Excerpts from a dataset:
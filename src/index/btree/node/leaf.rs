use std::marker::PhantomData;

use byteorder::{ByteOrder, LittleEndian};

use super::{PageType, NODE_HEADER_SIZE};
use crate::common::types::{PageId, Rid, INVALID_PAGE_ID, PAGE_SIZE};
use crate::index::btree::key::IndexKey;

const NEXT_PAGE_ID_OFFSET: usize = NODE_HEADER_SIZE;
const SLOTS_OFFSET: usize = NODE_HEADER_SIZE + 4;
const RID_LEN: usize = 8;

fn slot_size<K: IndexKey>() -> usize {
    K::ENCODED_LEN + RID_LEN
}

fn slot_offset<K: IndexKey>(index: usize) -> usize {
    SLOTS_OFFSET + index * slot_size::<K>()
}

/// Read-only view of a leaf node: sorted `(key, rid)` slots plus a forward
/// pointer to the next leaf.
pub struct LeafRef<'a, K> {
    data: &'a [u8],
    _marker: PhantomData<K>,
}

impl<'a, K: IndexKey> LeafRef<'a, K> {
    pub fn new(data: &'a [u8]) -> Self {
        debug_assert_eq!(super::page_type(data), PageType::Leaf);
        Self {
            data,
            _marker: PhantomData,
        }
    }

    /// Largest number of slots a leaf page can physically hold.
    pub fn capacity() -> usize {
        (PAGE_SIZE - SLOTS_OFFSET) / slot_size::<K>()
    }

    pub fn size(&self) -> usize {
        super::size(self.data)
    }

    pub fn max_size(&self) -> usize {
        super::max_size(self.data)
    }

    pub fn min_size(&self) -> usize {
        super::leaf_min_size(self.max_size())
    }

    pub fn next_page_id(&self) -> PageId {
        LittleEndian::read_u32(&self.data[NEXT_PAGE_ID_OFFSET..])
    }

    pub fn key_at(&self, index: usize) -> K {
        debug_assert!(index < self.size());
        K::decode(&self.data[slot_offset::<K>(index)..])
    }

    pub fn rid_at(&self, index: usize) -> Rid {
        debug_assert!(index < self.size());
        let off = slot_offset::<K>(index) + K::ENCODED_LEN;
        Rid::new(
            LittleEndian::read_u32(&self.data[off..]),
            LittleEndian::read_u32(&self.data[off + 4..]),
        )
    }

    /// Binary-search the slots for an exact key match.
    pub fn lookup(&self, key: &K) -> Option<Rid> {
        self.search(key).ok().map(|i| self.rid_at(i))
    }

    /// Index of the first slot whose key is >= `key`; `size()` when every
    /// key is smaller. Entry point for range iteration.
    pub fn key_index(&self, key: &K) -> usize {
        match self.search(key) {
            Ok(i) | Err(i) => i,
        }
    }

    fn search(&self, key: &K) -> Result<usize, usize> {
        let mut lo = 0;
        let mut hi = self.size();
        while lo < hi {
            let mid = (lo + hi) / 2;
            match self.key_at(mid).cmp(key) {
                std::cmp::Ordering::Less => lo = mid + 1,
                std::cmp::Ordering::Greater => hi = mid,
                std::cmp::Ordering::Equal => return Ok(mid),
            }
        }
        Err(lo)
    }
}

/// Mutable view of a leaf node.
pub struct LeafMut<'a, K> {
    data: &'a mut [u8],
    _marker: PhantomData<K>,
}

impl<'a, K: IndexKey> LeafMut<'a, K> {
    pub fn new(data: &'a mut [u8]) -> Self {
        debug_assert_eq!(super::page_type(data), PageType::Leaf);
        Self {
            data,
            _marker: PhantomData,
        }
    }

    /// Stamp a fresh leaf header onto the page and return the view.
    pub fn init(data: &'a mut [u8], page_id: PageId, parent: PageId, max_size: usize) -> Self {
        assert!(max_size >= 2, "leaf max size too small");
        assert!(
            max_size <= LeafRef::<K>::capacity(),
            "leaf max size exceeds page capacity"
        );
        super::set_page_type(data, PageType::Leaf);
        super::set_size(data, 0);
        super::set_max_size(data, max_size);
        super::set_parent_page_id(data, parent);
        super::set_node_page_id(data, page_id);
        LittleEndian::write_u32(&mut data[NEXT_PAGE_ID_OFFSET..], INVALID_PAGE_ID);
        Self {
            data,
            _marker: PhantomData,
        }
    }

    pub fn as_ref(&self) -> LeafRef<'_, K> {
        LeafRef::new(self.data)
    }

    pub fn size(&self) -> usize {
        super::size(self.data)
    }

    pub fn key_at(&self, index: usize) -> K {
        self.as_ref().key_at(index)
    }

    pub fn next_page_id(&self) -> PageId {
        self.as_ref().next_page_id()
    }

    pub fn set_next_page_id(&mut self, page_id: PageId) {
        LittleEndian::write_u32(&mut self.data[NEXT_PAGE_ID_OFFSET..], page_id);
    }

    fn write_slot(&mut self, index: usize, key: &K, rid: Rid) {
        let off = slot_offset::<K>(index);
        key.encode(&mut self.data[off..off + K::ENCODED_LEN]);
        LittleEndian::write_u32(&mut self.data[off + K::ENCODED_LEN..], rid.page_id);
        LittleEndian::write_u32(&mut self.data[off + K::ENCODED_LEN + 4..], rid.slot_num);
    }

    /// Insert a new key in sorted position. The key must not already be
    /// present and the page must have room for one more slot.
    pub fn insert(&mut self, key: &K, rid: Rid) {
        let n = self.size();
        assert!(n < LeafRef::<K>::capacity(), "leaf page overflow");
        let pos = match self.as_ref().search(key) {
            Ok(_) => unreachable!("duplicate key inserted into leaf"),
            Err(pos) => pos,
        };
        let width = slot_size::<K>();
        self.data
            .copy_within(slot_offset::<K>(pos)..slot_offset::<K>(n), slot_offset::<K>(pos) + width);
        self.write_slot(pos, key, rid);
        super::set_size(self.data, n + 1);
    }

    /// Remove a key if present, keeping the slots contiguous.
    pub fn remove(&mut self, key: &K) -> bool {
        let n = self.size();
        let Ok(pos) = self.as_ref().search(key) else {
            return false;
        };
        self.data
            .copy_within(slot_offset::<K>(pos + 1)..slot_offset::<K>(n), slot_offset::<K>(pos));
        super::set_size(self.data, n - 1);
        true
    }

    /// Move the upper half of this node's entries into `recipient`, which
    /// must be empty. Used on split; next-pointer surgery is the caller's.
    pub fn move_half_to(&mut self, recipient: &mut LeafMut<'_, K>) {
        debug_assert_eq!(recipient.size(), 0);
        let n = self.size();
        let mid = n / 2;
        let count = n - mid;
        recipient.data[slot_offset::<K>(0)..slot_offset::<K>(count)]
            .copy_from_slice(&self.data[slot_offset::<K>(mid)..slot_offset::<K>(n)]);
        super::set_size(self.data, mid);
        super::set_size(recipient.data, count);
    }

    /// Append every entry to `recipient` and chain the recipient to this
    /// node's successor. Used on merge.
    pub fn move_all_to(&mut self, recipient: &mut LeafMut<'_, K>) {
        let n = self.size();
        let m = recipient.size();
        debug_assert!(m + n <= LeafRef::<K>::capacity());
        recipient.data[slot_offset::<K>(m)..slot_offset::<K>(m + n)]
            .copy_from_slice(&self.data[slot_offset::<K>(0)..slot_offset::<K>(n)]);
        recipient.set_next_page_id(self.next_page_id());
        super::set_size(recipient.data, m + n);
        super::set_size(self.data, 0);
    }

    /// Borrow helper: this node's last entry becomes the recipient's first.
    pub fn move_last_to_front_of(&mut self, recipient: &mut LeafMut<'_, K>) {
        let n = self.size();
        debug_assert!(n > 0);
        let m = recipient.size();
        let width = slot_size::<K>();
        recipient
            .data
            .copy_within(slot_offset::<K>(0)..slot_offset::<K>(m), slot_offset::<K>(0) + width);
        recipient.data[slot_offset::<K>(0)..slot_offset::<K>(1)]
            .copy_from_slice(&self.data[slot_offset::<K>(n - 1)..slot_offset::<K>(n)]);
        super::set_size(self.data, n - 1);
        super::set_size(recipient.data, m + 1);
    }

    /// Borrow helper: this node's first entry becomes the recipient's last.
    pub fn move_first_to_end_of(&mut self, recipient: &mut LeafMut<'_, K>) {
        let n = self.size();
        debug_assert!(n > 0);
        let m = recipient.size();
        recipient.data[slot_offset::<K>(m)..slot_offset::<K>(m + 1)]
            .copy_from_slice(&self.data[slot_offset::<K>(0)..slot_offset::<K>(1)]);
        self.data
            .copy_within(slot_offset::<K>(1)..slot_offset::<K>(n), slot_offset::<K>(0));
        super::set_size(self.data, n - 1);
        super::set_size(recipient.data, m + 1);
    }
}

#[cfg(test)]
mod tests {
    use super::*;

    fn new_leaf(buf: &mut [u8; PAGE_SIZE], page_id: PageId) -> LeafMut<'_, u64> {
        LeafMut::init(buf, page_id, INVALID_PAGE_ID, 4)
    }

    #[test]
    fn test_insert_keeps_sorted_order() {
        let mut buf = [0u8; PAGE_SIZE];
        let mut leaf = new_leaf(&mut buf, 1);
        leaf.insert(&30, Rid::new(1, 30));
        leaf.insert(&10, Rid::new(1, 10));
        leaf.insert(&20, Rid::new(1, 20));

        let view = leaf.as_ref();
        assert_eq!(view.size(), 3);
        assert_eq!(view.key_at(0), 10);
        assert_eq!(view.key_at(1), 20);
        assert_eq!(view.key_at(2), 30);
        assert_eq!(view.lookup(&20), Some(Rid::new(1, 20)));
        assert_eq!(view.lookup(&25), None);
    }

    #[test]
    fn test_remove_shifts_slots() {
        let mut buf = [0u8; PAGE_SIZE];
        let mut leaf = new_leaf(&mut buf, 1);
        for k in [5u64, 10, 15] {
            leaf.insert(&k, Rid::new(1, k as u32));
        }

        assert!(leaf.remove(&10));
        assert!(!leaf.remove(&10));
        let view = leaf.as_ref();
        assert_eq!(view.size(), 2);
        assert_eq!(view.key_at(0), 5);
        assert_eq!(view.key_at(1), 15);
    }

    #[test]
    fn test_move_half_to() {
        let mut left_buf = [0u8; PAGE_SIZE];
        let mut right_buf = [0u8; PAGE_SIZE];
        let mut left = new_leaf(&mut left_buf, 1);
        let mut right = new_leaf(&mut right_buf, 2);
        for k in [1u64, 2, 3, 4] {
            left.insert(&k, Rid::new(1, k as u32));
        }

        left.move_half_to(&mut right);
        assert_eq!(left.size(), 2);
        assert_eq!(right.size(), 2);
        assert_eq!(left.key_at(0), 1);
        assert_eq!(right.key_at(0), 3);
        assert_eq!(right.key_at(1), 4);
    }

    #[test]
    fn test_borrow_moves() {
        let mut left_buf = [0u8; PAGE_SIZE];
        let mut right_buf = [0u8; PAGE_SIZE];
        let mut left = new_leaf(&mut left_buf, 1);
        let mut right = new_leaf(&mut right_buf, 2);
        for k in [1u64, 2, 3] {
            left.insert(&k, Rid::new(1, k as u32));
        }
        right.insert(&9, Rid::new(2, 9));

        left.move_last_to_front_of(&mut right);
        assert_eq!(left.size(), 2);
        assert_eq!(right.key_at(0), 3);
        assert_eq!(right.key_at(1), 9);

        right.move_first_to_end_of(&mut left);
        assert_eq!(left.size(), 3);
        assert_eq!(left.key_at(2), 3);
        assert_eq!(right.key_at(0), 9);
    }

    #[test]
    fn test_merge_chains_next_pointer() {
        let mut left_buf = [0u8; PAGE_SIZE];
        let mut right_buf = [0u8; PAGE_SIZE];
        let mut left = new_leaf(&mut left_buf, 1);
        let mut right = new_leaf(&mut right_buf, 2);
        left.insert(&1, Rid::new(1, 1));
        left.set_next_page_id(2);
        right.insert(&5, Rid::new(2, 5));
        right.set_next_page_id(7);

        right.move_all_to(&mut left);
        assert_eq!(left.size(), 2);
        assert_eq!(left.next_page_id(), 7);
        assert_eq!(right.size(), 0);
    }
}
use std::fs::{File, OpenOptions};
use std::io::{Read, Seek, SeekFrom, Write};
use std::path::Path;

use parking_lot::Mutex;
use thiserror::Error;

use crate::common::types::{PageId, INVALID_PAGE_ID, PAGE_SIZE};

#[derive(Error, Debug)]
pub enum DiskManagerError {
    #[error("IO error: {0}")]
    IoError(#[from] std::io::Error),
    #[error("Invalid page ID: {0}")]
    InvalidPageId(PageId),
}

/// DiskManager handles the actual disk I/O: block-aligned reads and writes
/// of fixed-size pages against a single database file.
pub struct DiskManager {
    db_file: Mutex<File>,
}

impl DiskManager {
    /// Create a new DiskManager backed by the given database file.
    pub fn new(db_path: impl AsRef<Path>) -> Result<Self, DiskManagerError> {
        let file = OpenOptions::new()
            .read(true)
            .write(true)
            .create(true)
            .truncate(false)
            .open(db_path)?;

        Ok(Self {
            db_file: Mutex::new(file),
        })
    }

    /// Read a page from disk into `buf`. A page beyond the end of the file
    /// has never been written; the buffer comes back zeroed.
    pub fn read_page(
        &self,
        page_id: PageId,
        buf: &mut [u8; PAGE_SIZE],
    ) -> Result<(), DiskManagerError> {
        if page_id == INVALID_PAGE_ID {
            return Err(DiskManagerError::InvalidPageId(page_id));
        }

        let offset = Self::page_offset(page_id);
        let mut file = self.db_file.lock();

        let file_size = file.metadata()?.len();
        if offset >= file_size {
            buf.fill(0);
            return Ok(());
        }

        file.seek(SeekFrom::Start(offset))?;
        file.read_exact(buf)?;
        Ok(())
    }

    /// Write a page's bytes to disk.
    pub fn write_page(&self, page_id: PageId, data: &[u8; PAGE_SIZE]) -> Result<(), DiskManagerError> {
        if page_id == INVALID_PAGE_ID {
            return Err(DiskManagerError::InvalidPageId(page_id));
        }

        let offset = Self::page_offset(page_id);
        let mut file = self.db_file.lock();
        file.seek(SeekFrom::Start(offset))?;
        file.write_all(data)?;
        file.flush()?;
        Ok(())
    }

    /// Deallocation hook invoked by the buffer pool when a page is deleted.
    /// Page ids are never recycled here; the slot in the file simply goes
    /// unused.
    pub fn deallocate_page(&self, _page_id: PageId) {}

    fn page_offset(page_id: PageId) -> u64 {
        page_id as u64 * PAGE_SIZE as u64
    }
}

#[cfg(test)]
mod tests {
    use super::*;
    use tempfile::NamedTempFile;

    #[test]
    fn test_write_then_read() {
        let file = NamedTempFile::new().unwrap();
        let disk = DiskManager::new(file.path()).unwrap();

        let mut data = [0u8; PAGE_SIZE];
        data[0..4].copy_from_slice(b"page");
        disk.write_page(3, &data).unwrap();

        let mut out = [0xffu8; PAGE_SIZE];
        disk.read_page(3, &mut out).unwrap();
        assert_eq!(&out[0..4], b"page");
    }

    #[test]
    fn test_read_past_eof_is_zeroed() {
        let file = NamedTempFile::new().unwrap();
        let disk = DiskManager::new(file.path()).unwrap();

        let mut out = [0xffu8; PAGE_SIZE];
        disk.read_page(42, &mut out).unwrap();
        assert!(out.iter().all(|&b| b == 0));
    }

    #[test]
    fn test_invalid_page_id_rejected() {
        let file = NamedTempFile::new().unwrap();
        let disk = DiskManager::new(file.path()).unwrap();

        let mut out = [0u8; PAGE_SIZE];
        assert!(disk.read_page(INVALID_PAGE_ID, &mut out).is_err());
        assert!(disk.write_page(INVALID_PAGE_ID, &out).is_err());
    }
}
// Transaction management module

pub mod concurrency;
pub mod wal;

// Public exports
pub use concurrency::lock_manager::{AbortReason, LockManager, LockMode, TransactionAbortError};
pub use concurrency::transaction::{
    IsolationLevel, Transaction, TransactionError, TransactionState,
};
pub use concurrency::transaction_manager::TransactionManager;
pub use wal::log_manager::{LogManager, LogRecord, LogRecordType};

* **WORK REQUEST**:
In the lines above, find the word "btree" and copy each line that contains it.

* **ANSWER TO THIS TASK**:
filename src/index/btree/node/leaf.rs
use crate::index::btree::key::IndexKey;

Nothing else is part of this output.